Start at the line below containing "use crate::state::AppState;" and stop at the line containing "and pushed onto". Repeat every line of that stretch exactly, and nothing outside it.

(Stored data entries)
[Start of section]

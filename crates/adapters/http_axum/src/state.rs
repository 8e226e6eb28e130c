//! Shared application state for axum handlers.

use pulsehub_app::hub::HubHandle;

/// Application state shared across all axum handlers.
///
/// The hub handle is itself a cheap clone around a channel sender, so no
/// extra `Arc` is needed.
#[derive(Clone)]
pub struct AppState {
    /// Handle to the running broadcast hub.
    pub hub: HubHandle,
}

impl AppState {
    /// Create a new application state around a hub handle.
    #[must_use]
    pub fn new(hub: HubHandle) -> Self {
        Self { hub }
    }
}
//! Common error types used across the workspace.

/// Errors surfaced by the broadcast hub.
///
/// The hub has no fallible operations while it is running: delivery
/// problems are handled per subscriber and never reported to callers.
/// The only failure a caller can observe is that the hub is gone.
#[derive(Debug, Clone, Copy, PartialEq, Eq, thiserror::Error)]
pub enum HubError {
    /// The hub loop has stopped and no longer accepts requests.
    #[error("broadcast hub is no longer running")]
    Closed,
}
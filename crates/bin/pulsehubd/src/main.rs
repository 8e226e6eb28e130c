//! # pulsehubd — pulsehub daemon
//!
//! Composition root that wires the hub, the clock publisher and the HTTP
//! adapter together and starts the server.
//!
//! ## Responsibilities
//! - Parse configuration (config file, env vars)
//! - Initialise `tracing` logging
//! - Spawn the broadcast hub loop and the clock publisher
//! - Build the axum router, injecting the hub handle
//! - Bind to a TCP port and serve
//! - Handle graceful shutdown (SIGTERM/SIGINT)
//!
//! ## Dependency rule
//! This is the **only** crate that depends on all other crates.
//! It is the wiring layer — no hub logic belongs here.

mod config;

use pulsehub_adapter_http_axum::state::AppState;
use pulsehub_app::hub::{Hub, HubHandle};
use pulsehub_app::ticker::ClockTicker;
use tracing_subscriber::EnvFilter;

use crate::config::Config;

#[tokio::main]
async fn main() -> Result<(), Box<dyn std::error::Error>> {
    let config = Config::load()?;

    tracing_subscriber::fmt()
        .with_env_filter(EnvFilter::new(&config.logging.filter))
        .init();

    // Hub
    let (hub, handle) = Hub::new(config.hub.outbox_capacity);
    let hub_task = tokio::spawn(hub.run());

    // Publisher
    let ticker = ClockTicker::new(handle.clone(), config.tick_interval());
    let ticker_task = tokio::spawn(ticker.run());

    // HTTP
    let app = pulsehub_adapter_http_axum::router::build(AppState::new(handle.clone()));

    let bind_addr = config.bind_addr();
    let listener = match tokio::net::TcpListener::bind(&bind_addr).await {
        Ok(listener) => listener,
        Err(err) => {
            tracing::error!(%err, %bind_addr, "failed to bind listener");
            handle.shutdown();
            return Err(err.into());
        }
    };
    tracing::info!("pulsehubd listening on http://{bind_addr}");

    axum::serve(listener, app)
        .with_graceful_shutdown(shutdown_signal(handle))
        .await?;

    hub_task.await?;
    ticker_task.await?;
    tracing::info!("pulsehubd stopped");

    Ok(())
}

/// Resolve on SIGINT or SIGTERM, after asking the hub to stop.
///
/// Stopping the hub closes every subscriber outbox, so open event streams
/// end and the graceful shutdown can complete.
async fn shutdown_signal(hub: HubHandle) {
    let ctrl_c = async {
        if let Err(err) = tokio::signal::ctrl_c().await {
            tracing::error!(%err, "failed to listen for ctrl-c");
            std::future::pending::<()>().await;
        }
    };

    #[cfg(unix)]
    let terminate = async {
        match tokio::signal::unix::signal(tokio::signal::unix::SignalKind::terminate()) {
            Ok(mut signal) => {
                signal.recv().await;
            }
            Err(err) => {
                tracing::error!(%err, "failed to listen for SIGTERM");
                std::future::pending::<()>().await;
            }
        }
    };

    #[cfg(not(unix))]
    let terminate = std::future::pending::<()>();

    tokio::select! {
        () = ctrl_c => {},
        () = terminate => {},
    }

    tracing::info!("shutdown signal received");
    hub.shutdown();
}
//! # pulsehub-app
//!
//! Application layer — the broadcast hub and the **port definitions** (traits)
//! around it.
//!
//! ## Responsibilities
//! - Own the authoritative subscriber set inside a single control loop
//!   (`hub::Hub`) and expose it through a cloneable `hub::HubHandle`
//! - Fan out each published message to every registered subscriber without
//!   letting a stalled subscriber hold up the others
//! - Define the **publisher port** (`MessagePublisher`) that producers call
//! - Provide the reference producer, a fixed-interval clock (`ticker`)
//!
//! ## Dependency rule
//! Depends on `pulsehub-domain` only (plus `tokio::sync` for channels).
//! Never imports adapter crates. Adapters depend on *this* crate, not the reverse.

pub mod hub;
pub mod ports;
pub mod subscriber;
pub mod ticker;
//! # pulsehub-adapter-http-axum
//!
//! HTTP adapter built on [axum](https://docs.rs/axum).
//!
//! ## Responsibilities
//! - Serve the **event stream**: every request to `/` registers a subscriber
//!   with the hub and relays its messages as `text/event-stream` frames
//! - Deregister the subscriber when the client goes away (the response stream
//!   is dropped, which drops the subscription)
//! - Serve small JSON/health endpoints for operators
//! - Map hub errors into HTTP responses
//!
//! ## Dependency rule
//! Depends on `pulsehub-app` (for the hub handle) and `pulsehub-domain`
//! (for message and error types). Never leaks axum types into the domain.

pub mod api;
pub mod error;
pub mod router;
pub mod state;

[End of section]
[Start of section]

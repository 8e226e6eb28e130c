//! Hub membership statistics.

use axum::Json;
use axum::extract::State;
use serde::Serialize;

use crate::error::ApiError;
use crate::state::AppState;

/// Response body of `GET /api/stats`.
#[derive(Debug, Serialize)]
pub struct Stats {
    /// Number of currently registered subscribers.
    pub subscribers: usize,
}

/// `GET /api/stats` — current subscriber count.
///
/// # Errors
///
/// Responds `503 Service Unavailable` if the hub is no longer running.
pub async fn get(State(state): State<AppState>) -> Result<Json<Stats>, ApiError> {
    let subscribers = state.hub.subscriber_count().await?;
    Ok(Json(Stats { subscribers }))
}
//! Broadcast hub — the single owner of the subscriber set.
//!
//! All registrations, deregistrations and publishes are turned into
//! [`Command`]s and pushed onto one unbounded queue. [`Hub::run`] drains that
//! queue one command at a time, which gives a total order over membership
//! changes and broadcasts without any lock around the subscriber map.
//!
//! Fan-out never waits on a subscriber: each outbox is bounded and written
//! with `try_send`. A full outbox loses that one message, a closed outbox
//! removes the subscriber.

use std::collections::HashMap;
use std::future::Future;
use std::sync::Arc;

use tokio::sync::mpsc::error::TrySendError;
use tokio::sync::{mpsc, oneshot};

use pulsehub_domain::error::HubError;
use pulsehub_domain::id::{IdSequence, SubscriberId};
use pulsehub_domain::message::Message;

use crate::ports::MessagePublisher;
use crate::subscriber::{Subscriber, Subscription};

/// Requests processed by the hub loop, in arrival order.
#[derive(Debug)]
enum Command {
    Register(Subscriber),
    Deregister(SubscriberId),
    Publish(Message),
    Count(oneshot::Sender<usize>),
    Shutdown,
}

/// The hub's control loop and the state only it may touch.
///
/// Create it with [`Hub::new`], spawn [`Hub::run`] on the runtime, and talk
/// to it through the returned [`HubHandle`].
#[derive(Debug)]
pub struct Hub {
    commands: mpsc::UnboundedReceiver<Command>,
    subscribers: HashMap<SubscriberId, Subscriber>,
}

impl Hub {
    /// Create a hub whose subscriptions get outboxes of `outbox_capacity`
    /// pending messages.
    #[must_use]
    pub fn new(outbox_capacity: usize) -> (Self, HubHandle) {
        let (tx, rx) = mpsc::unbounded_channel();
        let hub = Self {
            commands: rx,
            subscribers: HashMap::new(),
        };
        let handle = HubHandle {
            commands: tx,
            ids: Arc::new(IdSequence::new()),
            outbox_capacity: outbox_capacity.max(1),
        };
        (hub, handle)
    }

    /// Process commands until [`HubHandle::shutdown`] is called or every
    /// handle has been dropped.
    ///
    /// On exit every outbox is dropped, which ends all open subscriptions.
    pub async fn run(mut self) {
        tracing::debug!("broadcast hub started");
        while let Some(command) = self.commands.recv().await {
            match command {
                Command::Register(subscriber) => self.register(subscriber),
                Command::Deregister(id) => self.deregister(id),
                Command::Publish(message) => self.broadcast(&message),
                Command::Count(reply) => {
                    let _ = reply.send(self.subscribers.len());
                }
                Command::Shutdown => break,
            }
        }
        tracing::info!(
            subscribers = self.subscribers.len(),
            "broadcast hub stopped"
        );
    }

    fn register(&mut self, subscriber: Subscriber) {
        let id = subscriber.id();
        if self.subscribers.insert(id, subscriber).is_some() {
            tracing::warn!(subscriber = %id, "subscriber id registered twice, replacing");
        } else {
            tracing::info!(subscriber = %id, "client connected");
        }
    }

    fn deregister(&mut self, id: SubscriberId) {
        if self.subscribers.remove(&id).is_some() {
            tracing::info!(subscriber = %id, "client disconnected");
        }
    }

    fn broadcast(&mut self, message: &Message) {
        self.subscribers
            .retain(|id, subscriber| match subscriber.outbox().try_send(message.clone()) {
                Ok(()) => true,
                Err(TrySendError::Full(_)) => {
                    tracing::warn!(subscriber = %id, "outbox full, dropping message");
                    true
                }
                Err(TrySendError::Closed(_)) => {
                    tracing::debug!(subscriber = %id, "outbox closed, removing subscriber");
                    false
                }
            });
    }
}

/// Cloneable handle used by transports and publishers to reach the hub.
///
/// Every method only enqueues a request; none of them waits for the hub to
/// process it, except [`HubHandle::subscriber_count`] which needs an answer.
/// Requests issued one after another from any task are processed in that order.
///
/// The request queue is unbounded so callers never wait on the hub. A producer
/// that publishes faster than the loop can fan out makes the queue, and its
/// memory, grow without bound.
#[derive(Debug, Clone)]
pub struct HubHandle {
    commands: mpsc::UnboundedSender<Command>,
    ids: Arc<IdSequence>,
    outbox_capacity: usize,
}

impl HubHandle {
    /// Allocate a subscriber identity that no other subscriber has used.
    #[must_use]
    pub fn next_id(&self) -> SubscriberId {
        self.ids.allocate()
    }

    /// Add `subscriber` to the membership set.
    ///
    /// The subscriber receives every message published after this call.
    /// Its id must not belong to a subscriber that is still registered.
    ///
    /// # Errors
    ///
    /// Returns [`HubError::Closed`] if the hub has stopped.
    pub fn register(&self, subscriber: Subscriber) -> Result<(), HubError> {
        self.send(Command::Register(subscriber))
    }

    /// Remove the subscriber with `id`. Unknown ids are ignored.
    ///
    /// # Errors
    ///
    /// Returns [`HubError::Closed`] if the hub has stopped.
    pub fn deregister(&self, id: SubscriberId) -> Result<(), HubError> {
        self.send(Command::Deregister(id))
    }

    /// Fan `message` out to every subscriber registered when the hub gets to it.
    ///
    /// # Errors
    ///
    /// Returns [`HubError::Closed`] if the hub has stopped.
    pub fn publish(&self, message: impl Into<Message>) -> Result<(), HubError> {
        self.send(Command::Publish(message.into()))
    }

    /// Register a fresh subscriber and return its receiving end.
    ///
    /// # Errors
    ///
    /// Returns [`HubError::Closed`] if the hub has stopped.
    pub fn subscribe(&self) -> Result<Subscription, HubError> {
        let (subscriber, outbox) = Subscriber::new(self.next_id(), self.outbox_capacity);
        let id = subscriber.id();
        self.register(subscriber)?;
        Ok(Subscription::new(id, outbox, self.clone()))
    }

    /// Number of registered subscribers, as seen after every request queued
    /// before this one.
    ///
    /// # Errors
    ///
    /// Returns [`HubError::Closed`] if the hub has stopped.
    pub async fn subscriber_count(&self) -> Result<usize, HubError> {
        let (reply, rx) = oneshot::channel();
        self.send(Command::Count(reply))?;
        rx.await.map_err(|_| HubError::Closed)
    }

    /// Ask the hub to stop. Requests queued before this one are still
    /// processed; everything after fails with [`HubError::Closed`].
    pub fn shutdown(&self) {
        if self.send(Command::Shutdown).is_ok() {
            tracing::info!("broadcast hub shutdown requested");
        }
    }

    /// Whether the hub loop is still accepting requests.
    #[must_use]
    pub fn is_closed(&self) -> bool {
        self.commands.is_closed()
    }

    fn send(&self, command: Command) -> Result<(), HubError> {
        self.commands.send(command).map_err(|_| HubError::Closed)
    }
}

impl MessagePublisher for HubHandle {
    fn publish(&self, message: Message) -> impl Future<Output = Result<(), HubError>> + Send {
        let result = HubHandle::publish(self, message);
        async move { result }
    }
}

[End of section]

## Result of this task
use crate::state::AppState;

/// Response body of `GET /api/stats`.
#[derive(Debug, Serialize)]
pub struct Stats {
    /// Number of currently registered subscribers.
    pub subscribers: usize,
}

/// `GET /api/stats` — current subscriber count.
///
/// # Errors
///
/// Responds `503 Service Unavailable` if the hub is no longer running.
pub async fn get(State(state): State<AppState>) -> Result<Json<Stats>, ApiError> {
    let subscribers = state.hub.subscriber_count().await?;
    Ok(Json(Stats { subscribers }))
}
//! Broadcast hub — the single owner of the subscriber set.
//!
//! All registrations, deregistrations and publishes are turned into
//! [`Command`]s and pushed onto one unbounded queue. [`Hub::run`] drains that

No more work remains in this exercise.